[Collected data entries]
#####

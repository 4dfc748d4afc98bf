use std::fs;
use std::path::PathBuf;

use clap::Subcommand;
use nightduty_core::Role;

use super::open_assistant;

#[derive(Subcommand)]
pub enum HistoryAction {
    /// Print the conversation so far
    Show {
        /// Output as JSON
        #[arg(long)]
        json: bool,
    },
    /// Export the conversation as a JSON snapshot
    Export {
        /// Output file (defaults to conv-psv-<millis>.json in the current directory)
        #[arg(short, long)]
        output: Option<PathBuf>,
    },
    /// Forget the conversation
    Clear,
}

pub fn run(action: HistoryAction) -> Result<(), Box<dyn std::error::Error>> {
    let assistant = open_assistant()?;
    match action {
        HistoryAction::Show { json } => {
            let history = assistant.history();
            if json {
                println!("{}", serde_json::to_string_pretty(&history)?);
            } else if history.is_empty() {
                println!("No conversation yet.");
            } else {
                for turn in &history {
                    let who = match turn.role {
                        Role::User => "tú",
                        Role::Assistant => "asistente",
                    };
                    println!("[{who}] {}", turn.text);
                }
            }
        }
        HistoryAction::Export { output } => {
            let snapshot = assistant.export_history(chrono::Utc::now());
            let path = output.unwrap_or_else(|| PathBuf::from(snapshot.file_name()));
            fs::write(&path, snapshot.to_bytes()?)?;
            println!("History exported to: {}", path.display());
        }
        HistoryAction::Clear => {
            assistant.clear_history()?;
            println!("history cleared");
        }
    }
    Ok(())
}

#####

**Task requirements**
The answer consists of every entry, returned exactly.

**Exercise answer**
repository 4dfc748d4afc98bf
use std::fs;
use std::path::PathBuf;

use clap::Subcommand;
use nightduty_core::Role;

use super::open_assistant;

#[derive(Subcommand)]
pub enum HistoryAction {
    /// Print the conversation so far
    Show {
        /// Output as JSON
        #[arg(long)]
        json: bool,
    },
    /// Export the conversation as a JSON snapshot
    Export {
        /// Output file (defaults to conv-psv-<millis>.json in the current directory)
        #[arg(short, long)]
        output: Option<PathBuf>,
    },
    /// Forget the conversation
    Clear,
}

pub fn run(action: HistoryAction) -> Result<(), Box<dyn std::error::Error>> {
    let assistant = open_assistant()?;
    match action {
        HistoryAction::Show { json } => {
            let history = assistant.history();
            if json {
                println!("{}", serde_json::to_string_pretty(&history)?);
            } else if history.is_empty() {
                println!("No conversation yet.");
            } else {
                for turn in &history {
                    let who = match turn.role {
                        Role::User => "tú",
                        Role::Assistant => "asistente",
                    };
                    println!("[{who}] {}", turn.text);
                }
            }
        }
        HistoryAction::Export { output } => {
            let snapshot = assistant.export_history(chrono::Utc::now());
            let path = output.unwrap_or_else(|| PathBuf::from(snapshot.file_name()));
            fs::write(&path, snapshot.to_bytes()?)?;
            println!("History exported to: {}", path.display());
        }
        HistoryAction::Clear => {
            assistant.clear_history()?;
            println!("history cleared");
        }
    }
    Ok(())
}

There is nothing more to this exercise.